# Poached Moose



## Jrdnmoore3 (Sep 1, 2013)

Anyone else hunting up east canyon see the moose someone poached on the bank of mountain dell in plain view of the road they cut his head and left the rest of him there. I think it's the same moose I got a picture of on my way out a few weekends ago was laying in the exact same spot. 
This was him a few weeks ago
View attachment 43018


----------



## 30-06-hunter (Sep 22, 2013)

All of these moose being killed illegally is really starting to piss me off, I grew up in Maine where moose were a majestic animal to us. The problem is they are so curious and stubborn that they don't usually run when spooked and makes them an easy target. I hope they catch the punks who did this and they lose everything. Does the DWR put out a notice to all of the taxidermists to be on the watch for moose mounts when this happens?


----------



## scoutm (Jul 29, 2014)

Man that makes me sick...there were a couple good bulls around mountain dell. Hope the take the head of the idiot that did it.


----------



## hoghunter011583 (Jul 21, 2008)

What a waste !! losers


----------



## deljoshua (Jul 29, 2013)

I assume this is the same moose that I saw a couple of weeks ago. Good looking young bull. Doesn't look like it went very far. When did it get poached? Not only did they poach it, they had to trespass in a watershed area to do it. Makes me sick that somebody would kill this animal just to cut its head off and then leave the rest to rot. I hope they catch whoever did this and throw the book at them!


----------



## ridgetop (Sep 13, 2007)

Maybe it got hit by a car and went down there and died.


----------



## phorisc (Feb 2, 2011)

ridgetop said:


> Maybe it got hit by a car and went down there and died.

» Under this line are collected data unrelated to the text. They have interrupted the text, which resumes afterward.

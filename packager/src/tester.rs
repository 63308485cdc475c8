//! Installation Tester: packs the built packages, installs them into a
//! throwaway consumer project, and checks the installed binary's version.

use crate::config::{BuildMode, CONSUMER_DIR, PackageManager, PackagerConfig, WRAPPER_DIR};
use crate::error::{PackagerError, Result};
use crate::layout::{DependencyLayout, RELOCATION_ORDER, detect_layout};
use crate::manifest::{WRAPPER_PACKAGE, consumer_manifest, write_manifest};
use crate::output::write_stderr_line;
use crate::process::{CommandExecutor, run_checked};
use crate::target::target_triple;
use camino::{Utf8Path, Utf8PathBuf};
use std::io::Write;

/// Settings for one installation test.
#[derive(Debug, Clone, Copy)]
pub struct TestConfig<'a> {
    /// Directory holding the built packages.
    pub work_dir: &'a Utf8Path,
    /// Version the installed binary must report.
    pub version: &'a str,
    /// Target whose asset package is packed and whose triple is expected.
    pub target: &'a str,
    /// Manifest shape the packages were built with.
    pub mode: BuildMode,
    /// Package manager used for installation.
    pub package_manager: PackageManager,
    /// Suppress progress output.
    pub quiet: bool,
}

impl<'a> TestConfig<'a> {
    /// Test settings for `version` taken from the run configuration.
    #[must_use]
    pub fn new(config: &'a PackagerConfig, version: &'a str) -> Self {
        Self {
            work_dir: &config.work_dir,
            version,
            target: config.test_target(),
            mode: config.mode,
            package_manager: config.package_manager,
            quiet: config.quiet,
        }
    }

    fn consumer_dir(&self) -> Utf8PathBuf {
        self.work_dir.join(CONSUMER_DIR)
    }
}

/// Result of a successful installation test.
#[derive(Debug, Clone, PartialEq, Eq)]
pub struct TestOutcome {
    /// First line printed by the installed binary; `None` when installation
    /// was skipped.
    pub version_line: Option<String>,
    /// Where the package manager placed the asset package, when found.
    pub layout: Option<DependencyLayout>,
}

/// Line `deno --version` prints first for `version` on `target`.
///
/// # Examples
///
/// ```
/// use bin_release::tester::expected_version_line;
///
/// assert_eq!(
///     expected_version_line("1.30.0", "deno-x86_64-pc-windows-msvc"),
///     "deno 1.30.0 (release, x86_64-pc-windows-msvc)"
/// );
/// ```
#[must_use]
pub fn expected_version_line(version: &str, target: &str) -> String {
    format!("deno {version} (release, {})", target_triple(target))
}

/// Pack, install, and verify the built packages.
///
/// # Errors
///
/// Returns [`PackagerError::CommandFailed`] when a package-manager command
/// fails, [`PackagerError::VersionMismatch`] when the installed binary
/// reports an unexpected version, or an I/O error from preparing the
/// consumer directory.
pub fn run_installation_test(
    config: &TestConfig<'_>,
    executor: &dyn CommandExecutor,
    stderr: &mut dyn Write,
) -> Result<TestOutcome> {
    let consumer_dir = config.consumer_dir();
    std::fs::create_dir_all(&consumer_dir)?;

    pack_packages(config, executor, &consumer_dir, stderr)?;
    prepare_consumer(config.version, &consumer_dir)?;

    let Some(version_line) = install_and_query(config, executor, &consumer_dir, stderr)? else {
        log::info!("package manager disabled; skipping installation");
        return Ok(TestOutcome {
            version_line: None,
            layout: None,
        });
    };

    let expected = expected_version_line(config.version, config.target);
    if version_line != expected {
        return Err(PackagerError::VersionMismatch {
            expected,
            actual: version_line,
        });
    }

    let installed_wrapper = consumer_dir.join("node_modules").join(WRAPPER_PACKAGE);
    let layout = detect_layout(installed_wrapper.as_std_path(), &RELOCATION_ORDER);
    match layout {
        Some(found) => log::info!("asset package installed with the {found} layout"),
        None => log::warn!("asset package not found under {installed_wrapper}"),
    }

    Ok(TestOutcome {
        version_line: Some(version_line),
        layout,
    })
}

/// Pack the asset into the wrapper directory and the wrapper into the
/// consumer directory.
fn pack_packages(
    config: &TestConfig<'_>,
    executor: &dyn CommandExecutor,
    consumer_dir: &Utf8Path,
    stderr: &mut dyn Write,
) -> Result<()> {
    let wrapper_dir = config.work_dir.join(WRAPPER_DIR);
    let asset_dir = config.work_dir.join(config.target);
    let to_wrapper = format!("../{WRAPPER_DIR}");
    let to_consumer = format!("../{CONSUMER_DIR}");

    if !config.quiet {
        write_stderr_line(stderr, format!("Packing {}...", config.target));
    }
    run_checked(
        executor,
        asset_dir.as_std_path(),
        "npm",
        &["pack", "--pack-destination", &to_wrapper],
    )?;

    if !config.quiet {
        write_stderr_line(stderr, format!("Packing {WRAPPER_PACKAGE}..."));
    }
    run_checked(
        executor,
        wrapper_dir.as_std_path(),
        "npm",
        &["pack", "--pack-destination", &to_consumer],
    )?;

    if !config.mode.is_production() {
        copy_tarballs(&wrapper_dir, consumer_dir)?;
    }
    Ok(())
}

/// Copy every `*.tgz` in `from` into `to`.
fn copy_tarballs(from: &Utf8Path, to: &Utf8Path) -> Result<()> {
    for entry in std::fs::read_dir(from)? {
        let path = entry?.path();
        let is_tarball = path.extension().is_some_and(|ext| ext == "tgz");
        if !is_tarball || !path.is_file() {
            continue;
        }
        if let Some(name) = path.file_name() {
            let dest = to.as_std_path().join(name);
            std::fs::copy(&path, &dest)?;
            log::debug!("copied {} to {}", path.display(), dest.display());
        }
    }
    Ok(())
}

/// Write the consumer manifest and clear previous install state.
fn prepare_consumer(version: &str, consumer_dir: &Utf8Path) -> Result<()> {
    write_manifest(consumer_dir.as_std_path(), &consumer_manifest(version))?;

    for entry in std::fs::read_dir(consumer_dir)? {
        let entry = entry?;
        let name = entry.file_name();
        let name = name.to_string_lossy();
        if name != "node_modules" && !name.contains("lock") {
            continue;
        }
        let path = entry.path();
        if entry.file_type()?.is_dir() {
            std::fs::remove_dir_all(&path)?;
        } else {
            std::fs::remove_file(&path)?;
        }
        log::debug!("removed {}", path.display());
    }
    Ok(())
}

/// Install the consumer project and return the first line the installed
/// binary prints for `--version`, or `None` when no package manager is
/// configured.
fn install_and_query(
    config: &TestConfig<'_>,
    executor: &dyn CommandExecutor,
    consumer_dir: &Utf8Path,
    stderr: &mut dyn Write,
) -> Result<Option<String>> {
    let cwd = consumer_dir.as_std_path();
    let output = match config.package_manager {
        PackageManager::None => return Ok(None),
        PackageManager::Npm => {
            if !config.quiet {
                write_stderr_line(stderr, "Installing with npm...");
            }
            run_checked(executor, cwd, "npm", &["cache", "clean", "--force"])?;
            run_checked(executor, cwd, "npm", &["install"])?;
            run_checked(executor, cwd, "npx", &["deno", "--version"])?
        }
        PackageManager::Pnpm => {
            if !config.quiet {
                write_stderr_line(stderr, "Installing with pnpm...");
            }
            run_checked(executor, cwd, "pnpm", &["install"])?;
            run_checked(executor, cwd, "pnpm", &["exec", "deno", "--version"])?
        }
    };

    let stdout = String::from_utf8_lossy(&output.stdout);
    let first_line = stdout.lines().next().unwrap_or_default().to_owned();
    log::debug!("installed binary reports `{first_line}`");
    Ok(Some(first_line))
}

#[cfg(test)]
#[path = "tester_tests.rs"]
mod tests;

and its head happened to go up missing too...


----------



## Lonetree (Dec 4, 2010)

I've seen the F&G remove antlers, they may remove a whole head depending on the situation. I'm not saying someone did not poach it, but its possible someone else removed the head. 20 years ago I saw a lot of moose die in one small area, during a short period of time, and everyone thought they were being poached. Never a bullet or arrow recovered, not even a hole.


----------



## alpinebowman (Sep 24, 2007)

The division will go an cut heads off when good critters get hit so it isn't out of the realm of possibilities phorisc. I hope that is the case as I hate to see our already limited moose supply going to a punk poacher


----------



## DallanC (Jan 13, 2009)

alpinebowman said:


> The division will go an cut heads off when good critters get hit so it isn't out of the realm of possibilities phorisc. I hope that is the case as I hate to see our already limited moose supply going to a punk poacher


+1

-DallanC


----------



## Jrdnmoore3 (Sep 1, 2013)

alpinebowman said:


> The division will go an cut heads off when good critters get hit so it isn't out of the realm of possibilities phorisc. I hope that is the case as I hate to see our already limited moose supply going to a punk poacher


I wish this was the case but when I called it in the division had nothing to do with it and no idea it was there. The officer I talked to was actually very upset I'm assuming it's not the first one this year.



deljoshua said:


> I assume this is the same moose that I saw a couple of weeks ago. Good looking young bull. Doesn't look like it went very far. When did it get poached? Not only did they poach it, they had to trespass in a watershed area to do it. Makes me sick that somebody would kill this animal just to cut its head off and then leave the rest to rot. I hope they catch whoever did this and throw the book at them!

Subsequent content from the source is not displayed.